Fermi monitored the so-called nova for 15 days. “In human terms, this was an immensely powerful eruption, equivalent to about 1,000 times the energy emitted by the Sun every year,” says Fermi scientist Elizabeth Hays. “But compared to other cosmic events Fermi sees, it was quite modest. We’re amazed that Fermi detected it so strongly.”

Novae are dramatic stellar outbursts caused by the accretion of hydrogen onto a white dwarf star sparking nuclear fusion, but are not usually powerful enough to generate high-energy radiation. In the case of the V407 Cyg system, which is in a binary configuration comprising a compact white dwarf and a red giant star about 500 times the size of the Sun, scientists think that the emission arose as a seven million-mile-per-hour shock wave raced from the site of the explosion.

The nova eruption is clear in the Fermi data, which shows the rate of gamma rays with energies greater than 100 million electron volts – brighter colours represent higher rates. Image: NASA/DOE/Fermi LAT Collaboration.

“The red giant is so swollen that its outermost atmosphere is just leaking away into space,” says Adam Hill at Joseph Fourier University in Grenoble, France. As the gas piles on to the companion white dwarf over decades and centuries, it eventually becomes dense enough to fuse into helium. An explosion results, propelling the accumulated gas as a shell of churning high-speed particles, ionized gas and twisted magnetic fields out from the white dwarf.
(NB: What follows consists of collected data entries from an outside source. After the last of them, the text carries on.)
#[cfg(test)]
mod tests {
    use super::*;
    use serde_json::json;

    // ------------------------------------------------------------------------
    // TimerMode Tests
    // ------------------------------------------------------------------------

    mod timer_mode_tests {
        use super::*;

        #[test]
        fn test_default_for() {
            let mode = TimerMode::default_for(1);
            assert_eq!(mode.name, "タイマー2");
            assert_eq!(mode.start_sound, SoundId::builtin(BuiltinTone::Beep));
            assert_eq!(mode.end_sound, SoundId::builtin(BuiltinTone::LoopAlarm));
            assert_eq!(mode.end_loop_seconds, sanitize::DEFAULT_END_LOOP_SECONDS);
            assert_eq!(mode.duration_seconds(), 0);
            assert!(mode.button_rows().is_empty());
        }

        #[test]
        fn test_builders_clamp() {
            let mode = TimerMode::default()
                .with_duration(700, 80)
                .with_end_loop_seconds(2)
                .with_insert(InsertVoice::Silent, 7.3);
            assert_eq!(mode.duration_seconds(), 599 * 60 + 59);
            assert_eq!(mode.end_loop_seconds, 5);
            assert_eq!(mode.end_insert_mute_seconds, 5.0);
        }

        #[test]
        fn test_row_limits() {
            let mut mode = TimerMode::default();
            for _ in 0..5 {
                mode = mode
                    .with_notify_row(NotifyRow::default())
                    .with_button_row(ButtonRow::default());
            }
            assert_eq!(mode.notify_rows.len(), MAX_NOTIFY_ROWS);
            assert_eq!(mode.button_rows().len(), MAX_BUTTON_ROWS);
        }

        #[test]
        fn test_serialized_field_names() {
            let mode = TimerMode::default()
                .with_duration(1, 30)
                .with_insert(InsertVoice::Silent, 2.0);
            let value = serde_json::to_value(&mode).unwrap();
            assert_eq!(value["timerName"], "タイマー1");
            assert_eq!(value["timeMin"], 1);
            assert_eq!(value["timeSec"], 30);
            assert_eq!(value["startSound"], "builtin-beep");
            assert_eq!(value["endSound"], "alarm8");
            assert_eq!(value["endLoopSec"], 10);
            assert_eq!(value["endInsertVoiceSound"], "none");
            assert_eq!(value["nbRows"], json!([]));
            assert_eq!(value["btnRows"], Value::Null);
        }

        #[test]
        fn test_display_name() {
            let mut mode = TimerMode::default();
            mode.name = "通知".to_string();
            assert_eq!(mode.display_name(4), "タイマー5");
            mode.name = "N2".to_string();
            assert_eq!(mode.display_name(0), "タイマー1");
            mode.name = "ラーメン".to_string();
            assert_eq!(mode.display_name(0), "ラーメン");
        }
    }

    // ------------------------------------------------------------------------
    // TimerCardConfig Tests
    // ------------------------------------------------------------------------

    mod card_config_tests {
        use super::*;

        fn sample() -> TimerCardConfig {
            let mode = TimerMode::default()
                .with_duration(3, 0)
                .with_insert(InsertVoice::Voice(SoundId::new("voice-1")), 1.5)
                .with_notify_row(NotifyRow {
                    first: Cue::new(1, 0, "beep"),
                    second: Cue::new(0, 30, "beep3"),
                    color: Some(ColorTag::Orange),
                })
                .with_button_row(ButtonRow {
                    first: Cue::new(0, 10, "t:before:10"),
                    second: Cue::default(),
                    label: "10秒".to_string(),
                });
            TimerCardConfig::default()
                .with_mode(1, mode)
                .with_return_mode(ReturnMode::Fixed(2))
                .with_numeric_entry(NumericEntryConfig {
                    enabled: true,
                    keep_last: false,
                })
        }

        #[test]
        fn test_round_trip_is_stable() {
            let config = sample();
            let json = serde_json::to_string(&config).unwrap();
            let back: TimerCardConfig = serde_json::from_str(&json).unwrap();
            assert_eq!(back, config);
        }

        #[test]
        fn test_serialized_policies() {
            let value = serde_json::to_value(sample()).unwrap();
            assert_eq!(value["returnMode"], "C");
            assert_eq!(value["tenKey"], json!({"enabled": true, "keepLast": false}));
            assert_eq!(value["cardHidden"], false);
            assert!(value.get("resetSec").is_none());
            assert_eq!(value["modes"].as_array().unwrap().len(), MODE_COUNT);
        }

        #[test]
        fn test_visible_modes() {
            let mut config = TimerCardConfig::default();
            assert!(config.visible_modes().is_empty());

            config.modes[0].button_label = "A".to_string();
            assert!(config.visible_modes().is_empty());

            config.modes[2].button_label = "C".to_string();
            assert_eq!(config.visible_modes(), vec![0, 2]);

            config.modes[2].hidden = true;
            assert!(config.visible_modes().is_empty());
        }

        #[test]
        fn test_auto_reset_override() {
            let board = BoardSettings::default().with_auto_reset_seconds(30);
            let mut config = TimerCardConfig::default();
            assert_eq!(config.auto_reset_seconds(&board), 30);
            config.reset_seconds = Some(7);
            assert_eq!(config.auto_reset_seconds(&board), 7);
        }

        #[test]
        fn test_validate() {
            assert!(TimerCardConfig::default().validate().is_ok());
            let config = TimerCardConfig::default().with_return_mode(ReturnMode::Fixed(3));
            assert!(config.validate().is_err());
        }
    }

    // ------------------------------------------------------------------------
    // Board and display Tests
    // ------------------------------------------------------------------------

    #[test]
    fn test_board_settings_clamp() {
        assert_eq!(BoardSettings::default().auto_reset_seconds, 15);
        assert_eq!(
            BoardSettings::default().with_auto_reset_seconds(1).auto_reset_seconds,
            5
        );
        let parsed: BoardSettings = serde_json::from_value(json!({"autoResetSec": "90"})).unwrap();
        assert_eq!(parsed.auto_reset_seconds, 60);
        let parsed: BoardSettings = serde_json::from_value(json!({})).unwrap();
        assert_eq!(parsed.auto_reset_seconds, 15);
    }

    #[test]
    fn test_slot_id() {
        assert!(SlotId::from("0").is_first());
        assert!(!SlotId::from(1usize).is_first());
        let id: SlotId = serde_json::from_value(json!(3)).unwrap();
        assert_eq!(id.as_str(), "3");
        assert_eq!(serde_json::to_value(&id).unwrap(), json!("3"));
    }

    #[test]
    fn test_color_tags() {
        assert_eq!(ColorTag::from_name("Pink"), Some(ColorTag::Pink));
        assert_eq!(ColorTag::from_name(""), None);
        assert_eq!(ColorTag::Blue.hex(), "#cfe8ff");
        assert_eq!(CardBackground::Notify(ColorTag::Green).hex(), "#d3f9d8");
        assert_eq!(CardBackground::Finished.hex(), "#ffd6d6");
    }

    #[test]
    fn test_format_mmss() {
        assert_eq!(format_mmss(0), "00:00");
        assert_eq!(format_mmss(570), "09:30");
        assert_eq!(format_mmss(599 * 60 + 59), "599:59");
    }

    #[test]
    fn test_return_mode_display() {
        assert_eq!(ReturnMode::Last.to_string(), "last");
        assert_eq!(ReturnMode::Fixed(1).to_string(), "B");
    }
}
// ============================================================================
// End sequence
// ============================================================================

mod end_sequence_scenarios {
    use super::*;

    fn card_with_insert(insert: InsertVoice) -> TimerCardConfig {
        TimerCardConfig::default().with_mode(
            0,
            TimerMode::default_for(0)
                .with_duration(0, 3)
                .with_end_loop_seconds(10)
                .with_insert(insert, 2.0),
        )
    }

    #[tokio::test(start_paused = true)]
    async fn voice_insert_runs_cue_voice_then_resumes_loop() {
        let voice = SoundId::new("chime");
        let (mut engine, player, _rx) = create_engine(
            card_with_insert(InsertVoice::Voice(voice.clone())),
            BoardSettings::default(),
        );
        engine.start().unwrap();
        player.clear_calls();
        engine.advance(3);

        sleep(Duration::from_millis(3_500)).await;
        assert_eq!(
            player.calls(),
            vec![
                PlayerCall::StopAll,
                PlayerCall::Bounded(beep3(), Duration::from_secs(1)),
                PlayerCall::Bounded(voice, Duration::from_secs(2)),
                PlayerCall::Loop {
                    id: alarm(),
                    fade_in: Some(RESUME_FADE_IN)
                },
            ]
        );
        assert!(player.is_looping());

        // Loop deadline is ten seconds after the finish
        sleep(Duration::from_secs(7)).await;
        assert!(!player.is_looping());
        assert_eq!(player.stop_all_count(), 2);
    }

    #[tokio::test(start_paused = true)]
    async fn reset_during_insert_produces_no_further_sound() {
        let (mut engine, player, _rx) = create_engine(
            card_with_insert(InsertVoice::Voice(SoundId::new("chime"))),
            BoardSettings::default(),
        );
        engine.start().unwrap();
        engine.advance(3);
        let generation = engine.coordinator().generation();

        sleep(Duration::from_millis(500)).await;
        engine.reset();
        assert!(engine.coordinator().generation() > generation);
        assert!(engine.coordinator().deadline().is_none());
        assert!(!player.is_looping());

        player.clear_calls();
        sleep(Duration::from_secs(30)).await;
        assert!(player.calls().is_empty());
        assert_eq!(engine.phase(), TimerPhase::Idle);
    }

    #[tokio::test(start_paused = true)]
    async fn silent_insert_keeps_loop_and_plays_intro_cue() {
        let (mut engine, player, _rx) =
            create_engine(card_with_insert(InsertVoice::Silent), BoardSettings::default());
        engine.start().unwrap();
        player.clear_calls();
        engine.advance(3);

        assert_eq!(
            player.calls(),
            vec![
                PlayerCall::Loop {
                    id: alarm(),
                    fade_in: None
                },
                PlayerCall::Once(beep3()),
            ]
        );

        sleep(Duration::from_secs(5)).await;
        assert!(player.is_looping());
        assert_eq!(player.stop_all_count(), 0);
    }

    #[tokio::test(start_paused = true)]
    async fn restart_after_reset_invalidates_old_watchdog() {
        let (mut engine, player, _rx) =
            create_engine(card_with_insert(InsertVoice::None), BoardSettings::default());
        engine.start().unwrap();
        engine.advance(3);
        engine.reset();

        sleep(Duration::from_secs(2)).await;
        engine.start().unwrap();
        engine.advance(3);
        let stops = player.stop_all_count();

        // The first loop's deadline passes while the second one still rings
        sleep(Duration::from_millis(8_500)).await;
        assert!(player.is_looping());
        assert_eq!(player.stop_all_count(), stops);

        sleep(Duration::from_secs(2)).await;
        assert!(!player.is_looping());
        assert_eq!(player.stop_all_count(), stops + 1);
    }
}

// ============================================================================
// Reset policies
// ============================================================================

mod reset_scenarios {
    use super::*;

    fn two_mode_card(return_mode: ReturnMode) -> TimerCardConfig {
        TimerCardConfig::default()
            .with_mode(0, TimerMode::default_for(0).with_duration(0, 3))
            .with_mode(1, TimerMode::default_for(1).with_duration(0, 5))
            .with_return_mode(return_mode)
    }

    #[tokio::test(start_paused = true)]
    async fn last_return_mode_restores_mode_of_the_run() {
        let (mut engine, _player, mut rx) =
            create_engine(two_mode_card(ReturnMode::Last), BoardSettings::default());
        engine.choose_mode(1).unwrap();
        engine.start().unwrap();
        engine.advance(5);
        assert!(engine.is_finished());

        engine.reset();
        assert_eq!(engine.active_mode_index(), 1);
        assert_eq!(engine.remaining(), 5);
        assert_eq!(
            drain(&mut rx).last(),
            Some(&TimerEvent::Reset {
                mode: 1,
                remaining: 5,
                automatic: false
            })
        );
    }

    #[tokio::test(start_paused = true)]
    async fn fixed_return_mode_applies_only_after_finish() {
        let (mut engine, _player, _rx) =
            create_engine(two_mode_card(ReturnMode::Fixed(0)), BoardSettings::default());
        engine.choose_mode(1).unwrap();
        engine.start().unwrap();
        engine.reset();
        assert_eq!(engine.active_mode_index(), 1);

        engine.start().unwrap();
        engine.advance(5);
        engine.reset();
        assert_eq!(engine.active_mode_index(), 0);
        assert_eq!(engine.remaining(), 3);
    }

    #[tokio::test(start_paused = true)]
    async fn finished_card_resets_itself_after_board_delay() {
        let board = BoardSettings::default().with_auto_reset_seconds(5);
        let (engine, player, mut rx) = create_engine(card(2), board);
        let (engine, shutdown, ticker) = start_with_ticker(engine).await;

        sleep(Duration::from_millis(2_500)).await;
        assert!(engine.lock().await.is_finished());

        sleep(Duration::from_secs(4)).await;
        assert!(engine.lock().await.is_finished());

        sleep(Duration::from_secs(1)).await;
        {
            let engine = engine.lock().await;
            assert_eq!(engine.phase(), TimerPhase::Idle);
            assert_eq!(engine.remaining(), 2);
        }
        assert!(!player.is_looping());
        assert_eq!(
            drain(&mut rx).last(),
            Some(&TimerEvent::Reset {
                mode: 0,
                remaining: 2,
                automatic: true
            })
        );

        shutdown.send(true).unwrap();
        ticker.await.unwrap();
    }

    #[tokio::test(start_paused = true)]
    async fn card_reset_delay_overrides_board() {
        let mut config = card(1);
        config.reset_seconds = Some(8);
        let board = BoardSettings::default().with_auto_reset_seconds(5);
        let (engine, _player, _rx) = create_engine(config, board);
        let (engine, shutdown, ticker) = start_with_ticker(engine).await;

        sleep(Duration::from_millis(7_500)).await;
        assert!(engine.lock().await.is_finished());

        sleep(Duration::from_secs(2)).await;
        assert_eq!(engine.lock().await.phase(), TimerPhase::Idle);

        shutdown.send(true).unwrap();
        ticker.await.unwrap();
    }
}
The observed gamma-rays likely occurred as a result of the accelerated particles smashing into the red giant's stellar wind.

“We know that the remnants of much more powerful supernova explosions can trap and accelerate particles like this, but no one suspected that the magnetic fields in novae were strong enough to do it as well,” says Soebur Razzaque of the Naval Research Laboratory.

“It takes thousands of years for supernova remnants to evolve, but with this nova we’ve watched the same kinds of changes over just a few days,” adds colleague Kent Wood.

A paper detailing the discovery features in the 13 August edition of the journal Science.